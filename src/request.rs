//! Generation request model for vuegen.
//! Validates the raw action and type tokens from the command line and
//! carries the resolved inputs for a single invocation.

use crate::cli::Args;
use crate::error::{Error, Result};
use crate::naming::format_object_name;

/// Category of artifact being generated.
#[derive(Debug, Clone, Copy, PartialEq, Eq)]
pub enum ObjectType {
    Component,
    Interface,
    Model,
    Service,
}

impl ObjectType {
    /// Lowercase word used in formatted names and usage messages.
    pub fn word(&self) -> &'static str {
        match self {
            ObjectType::Component => "component",
            ObjectType::Interface => "interface",
            ObjectType::Model => "model",
            ObjectType::Service => "service",
        }
    }

    /// Single-letter abbreviation accepted on the command line.
    pub fn letter(&self) -> &'static str {
        match self {
            ObjectType::Component => "c",
            ObjectType::Interface => "i",
            ObjectType::Model => "m",
            ObjectType::Service => "s",
        }
    }

    /// All object types, in usage-message order.
    pub const ALL: [ObjectType; 4] = [
        ObjectType::Component,
        ObjectType::Interface,
        ObjectType::Model,
        ObjectType::Service,
    ];
}

/// Whether a generated object occupies one file or several cooperating files.
#[derive(Debug, Clone, Copy, PartialEq, Eq, clap::ValueEnum)]
pub enum StructureMode {
    Single,
    Multi,
}

/// Resolved inputs for a single generation run.
///
/// Constructed once per invocation; the name is formatted in the
/// constructor and immutable afterwards.
#[derive(Debug)]
pub struct GenerationRequest {
    pub object_type: ObjectType,
    pub raw_name: String,
    pub name: String,
    pub structure: StructureMode,
    pub script_extension: String,
    pub style_format: String,
}

impl GenerationRequest {
    pub fn new(
        object_type: ObjectType,
        raw_name: &str,
        structure: StructureMode,
        script_extension: String,
        style_format: String,
    ) -> Self {
        let name = format_object_name(raw_name, object_type);
        Self {
            object_type,
            raw_name: raw_name.to_string(),
            name,
            structure,
            script_extension,
            style_format,
        }
    }
}

/// Validates the action and type tokens of parsed arguments.
///
/// Abbreviations ('g' and the single-letter type codes) are accepted only
/// when both tokens are exactly one character long.
///
/// # Errors
/// * `Error::UsageError` for an unrecognized action or object type
pub fn parse_action_and_type(args: &Args) -> Result<ObjectType> {
    let use_abbreviations = args.action.len() == 1 && args.object_type.len() == 1;

    if args.action != "generate" && !(use_abbreviations && args.action == "g") {
        return Err(Error::UsageError(
            "Improper parameters specified. First parameter can be either 'generate' or 'g'."
                .to_string(),
        ));
    }

    let object_type = ObjectType::ALL.iter().copied().find(|t| {
        args.object_type == t.word()
            || (use_abbreviations && args.object_type == t.letter())
    });

    object_type.ok_or_else(|| {
        let options = ObjectType::ALL
            .iter()
            .map(|t| format!("{} (or '{}')", t.letter(), t.word()))
            .collect::<Vec<_>>()
            .join(", ");
        Error::UsageError(format!(
            "Improper parameters specified. Options for second parameter are: [{}].",
            options
        ))
    })
}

**THE PROBLEM:** Report each line in the data above that holds the word "crate" by copying it.

**RESULT FOR THIS EXERCISE:**
use crate::cli::Args;
use crate::error::{Error, Result};
use crate::naming::format_object_name;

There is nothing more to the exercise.